Par jugement en date du 24 mai 2004, le conseil de prud'hommes a satisfait partiellement aux demandes de Stéphanie AMANO, Yves HERAULT et Nicolas KANITZER en condamnant l'employeur au paiement des sommes suivantes :
- 531 ç au titre des heures supplémentaires, 53,10 ç au titre de l'indemnité compensatrice de congés payés sur les heures supplémentaires et 463,32 ç au titre des jours de repos à Stéphanie AMANO ;
- 2.707,19 ç au titre des heures supplémentaires, 270,72 ç au titre de l'indemnité compensatrice de congés payés sur heures supplémentaires et 77,22 ç au titre des jours de repos à Nicolas KANITZER ;
- 909,25 ç au titre des heures supplémentaires, 90,93 ç au titre de l'indemnité compensatrice de congés payés sur heures supplémentaires
et 308,88 ç au titre des jours de repos à Yves HERAULT ;
Le conseil de prud'hommes a en outre condamné l'employeur à payer à chacun des salariés la somme de 50 ç sur le fondement de l'article 700 du nouveau Code de procédure civile, ainsi qu'à remettre aux salariés les bulletins de paie et l'attestation ASSEDIC conformes.

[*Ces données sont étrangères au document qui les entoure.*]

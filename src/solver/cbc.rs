/*
SPDX-FileCopyrightText: Copyright 2026 LG Electronics Inc.
SPDX-License-Identifier: MIT
*/

//! CBC-backed implementation of [`MilpBackend`] via `good_lp`.
//!
//! The backend stages the whole model in memory and lowers it to a fresh CBC
//! problem on every [`MilpBackend::optimize`] call.  Because pinned offsets
//! are plain equality rows and zeroed objective coefficients stay zero in the
//! staging area, re-solving the accumulated model is equivalent to the
//! incremental solve-and-pin flow of a persistent solver handle.
//!
//! Indicator rows are lowered to big-M rows; M is derived from the recorded
//! variable bounds, so it is exactly as large as the row requires and no
//! larger.  OR constraints are lowered to the standard three-row
//! linearization.

use good_lp::solvers::coin_cbc::coin_cbc;
use good_lp::{constraint, variable, Expression, ProblemVariables, ResolutionError, Solution,
    SolverModel, Variable};
use tracing::debug;

use super::{
    ConstraintRecord, MilpBackend, Sense, SolveParams, SolveStatus, SolverError, VarId, VarKind,
    VarRecord,
};

/// MILP backend solving with CBC through `good_lp`.
#[derive(Debug, Default)]
pub struct CbcBackend {
    vars: Vec<VarRecord>,
    constraints: Vec<ConstraintRecord>,
    values: Vec<Option<i64>>,
}

impl CbcBackend {
    pub fn new() -> Self {
        Self::default()
    }

    /// Smallest value the linear expression can take under the current
    /// variable bounds.
    fn expr_min(&self, terms: &[(VarId, f64)]) -> f64 {
        terms
            .iter()
            .map(|&(v, c)| {
                if c >= 0.0 {
                    c * self.vars[v].lb as f64
                } else {
                    c * self.vars[v].ub as f64
                }
            })
            .sum()
    }

    /// Largest value the linear expression can take under the current
    /// variable bounds.
    fn expr_max(&self, terms: &[(VarId, f64)]) -> f64 {
        terms
            .iter()
            .map(|&(v, c)| {
                if c >= 0.0 {
                    c * self.vars[v].ub as f64
                } else {
                    c * self.vars[v].lb as f64
                }
            })
            .sum()
    }

    fn expression(terms: &[(VarId, f64)], handles: &[Variable]) -> Expression {
        let mut expr = Expression::from(0.0);
        for &(v, c) in terms {
            expr += c * handles[v];
        }
        expr
    }
}

impl MilpBackend for CbcBackend {
    fn add_var(&mut self, name: &str, kind: VarKind, lb: i64, ub: i64, obj: f64) -> VarId {
        self.vars.push(VarRecord {
            name: name.to_string(),
            kind,
            lb,
            ub,
            obj,
        });
        self.values.push(None);
        self.vars.len() - 1
    }

    fn add_linear(&mut self, name: &str, terms: &[(VarId, f64)], sense: Sense, rhs: i64) {
        self.constraints.push(ConstraintRecord::Linear {
            name: name.to_string(),
            terms: terms.to_vec(),
            sense,
            rhs,
        });
    }

    fn add_indicator(
        &mut self,
        name: &str,
        guard: VarId,
        terms: &[(VarId, f64)],
        sense: Sense,
        rhs: i64,
    ) {
        self.constraints.push(ConstraintRecord::Indicator {
            name: name.to_string(),
            guard,
            terms: terms.to_vec(),
            sense,
            rhs,
        });
    }

    fn add_or(&mut self, name: &str, target: VarId, operands: &[VarId]) {
        self.constraints.push(ConstraintRecord::Or {
            name: name.to_string(),
            target,
            operands: operands.to_vec(),
        });
    }

    fn set_bounds(&mut self, var: VarId, lb: i64, ub: i64) {
        self.vars[var].lb = lb;
        self.vars[var].ub = ub;
    }

    fn set_objective_coeff(&mut self, var: VarId, coeff: f64) {
        self.vars[var].obj = coeff;
    }

    fn optimize(&mut self, params: &SolveParams) -> Result<SolveStatus, SolverError> {
        let mut problem = ProblemVariables::new();
        let handles: Vec<Variable> = self
            .vars
            .iter()
            .map(|rec| {
                problem.add(
                    variable()
                        .integer()
                        .min(rec.lb as f64)
                        .max(rec.ub as f64),
                )
            })
            .collect();

        let mut objective = Expression::from(0.0);
        for (rec, handle) in self.vars.iter().zip(&handles) {
            if rec.obj != 0.0 {
                objective += rec.obj * *handle;
            }
        }

        let mut model = coin_cbc(problem.maximise(objective));
        model.set_parameter("logLevel", "0");
        model.set_parameter("ratioGap", &params.mip_gap.to_string());
        model.set_parameter("seconds", &params.time_limit.to_string());

        for record in &self.constraints {
            match record {
                ConstraintRecord::Linear {
                    terms, sense, rhs, ..
                } => {
                    let expr = Self::expression(terms, &handles);
                    let rhs = *rhs as f64;
                    model.add_constraint(match sense {
                        Sense::Geq => constraint!(expr >= rhs),
                        Sense::Leq => constraint!(expr <= rhs),
                        Sense::Eq => constraint!(expr == rhs),
                    });
                }
                ConstraintRecord::Indicator {
                    guard,
                    terms,
                    sense,
                    rhs,
                    ..
                } => {
                    let rhs = *rhs as f64;
                    match sense {
                        Sense::Geq => {
                            // expr >= rhs - M·(1 - guard)
                            let m = (rhs - self.expr_min(terms)).max(0.0);
                            let mut expr = Self::expression(terms, &handles);
                            expr += -m * handles[*guard];
                            model.add_constraint(constraint!(expr >= rhs - m));
                        }
                        Sense::Leq => {
                            // expr <= rhs + M·(1 - guard)
                            let m = (self.expr_max(terms) - rhs).max(0.0);
                            let mut expr = Self::expression(terms, &handles);
                            expr += m * handles[*guard];
                            model.add_constraint(constraint!(expr <= rhs + m));
                        }
                        Sense::Eq => {
                            let m_low = (rhs - self.expr_min(terms)).max(0.0);
                            let mut low = Self::expression(terms, &handles);
                            low += -m_low * handles[*guard];
                            model.add_constraint(constraint!(low >= rhs - m_low));

                            let m_high = (self.expr_max(terms) - rhs).max(0.0);
                            let mut high = Self::expression(terms, &handles);
                            high += m_high * handles[*guard];
                            model.add_constraint(constraint!(high <= rhs + m_high));
                        }
                    }
                }
                ConstraintRecord::Or {
                    target, operands, ..
                } => {
                    let target = handles[*target];
                    let mut sum = Expression::from(0.0);
                    for &op in operands {
                        let operand = handles[op];
                        sum += operand;
                        model.add_constraint(constraint!(target >= operand));
                    }
                    model.add_constraint(constraint!(target <= sum));
                }
            }
        }

        debug!(
            vars = self.vars.len(),
            constraints = self.constraints.len(),
            time_limit = params.time_limit,
            mip_gap = params.mip_gap,
            "invoking CBC"
        );

        match model.solve() {
            Ok(solution) => {
                for (ix, handle) in handles.iter().enumerate() {
                    self.values[ix] = Some(solution.value(*handle).round() as i64);
                }
                Ok(SolveStatus::Feasible)
            }
            Err(ResolutionError::Infeasible) => Ok(SolveStatus::NoIncumbent),
            Err(e) => Err(SolverError::Backend(e.to_string())),
        }
    }

    fn value(&self, var: VarId) -> Option<i64> {
        self.values[var]
    }

    fn num_vars(&self) -> usize {
        self.vars.len()
    }

    fn num_constraints(&self) -> usize {
        self.constraints.len()
    }
}

// ── Tests ─────────────────────────────────────────────────────────────────────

Stéphanie AMANO, Yves HERAULT et Nicolas KANITZER ont interjeté appel de cette décision dans des conditions de formes et de délais non contestées.
MOYENS ET PRÉTENTIONS DES PARTIES
Stéphanie AMANO a été embauchée à temps complet pour la saison 2003 à compter du 1er juillet 2003, en qualité de serveuse de niveau 1 échelon 3 conformément à la convention collective des "hôtels cafés restaurant. Elle a travaillé du 1er juillet 2003 au 31 août 2003 moyennant une rémunération brute mensuelle de 1.242,05 ç pour un horaire mensualisé de 177,67 heures. Elle indique que ses horaires de travail étaient de 10 h à 2 h, soit 16 heures par jour avec une pose de deux heures, avec un jour de repos hebdomadaire. Elle soutient que durant cette période, l'employeur ne lui a réglé aucune heure supplémentaire.
Elle critique la décision du 24 mai 2004 en ce que le conseil de prud'hommes, s'il a reconnu l'existence des heures supplémentaires effectuées et a accueilli favorablement les relevés fournis par les salariés, n'a retenu que 19 heures supplémentaires par semaine au lieu des 42 heures demandées, et a en outre déduit des sommes à payer le montant d'une prime qui lui a été versée.
Elle soutient qu'en la matière, et conformément aux dispositions de l'article L.212-1-1 du Code du travail, la charge de la preuve est partagée entre le salarié et l'employeur, le juge devant former sa conviction au regard des justificatifs fournis par les deux parties. Or, l'employeur n'a produit aucun élément permettant de contester les
dires des salariés, et le paiement d'une prime ne saurait se substituer au paiement des heures supplémentaires.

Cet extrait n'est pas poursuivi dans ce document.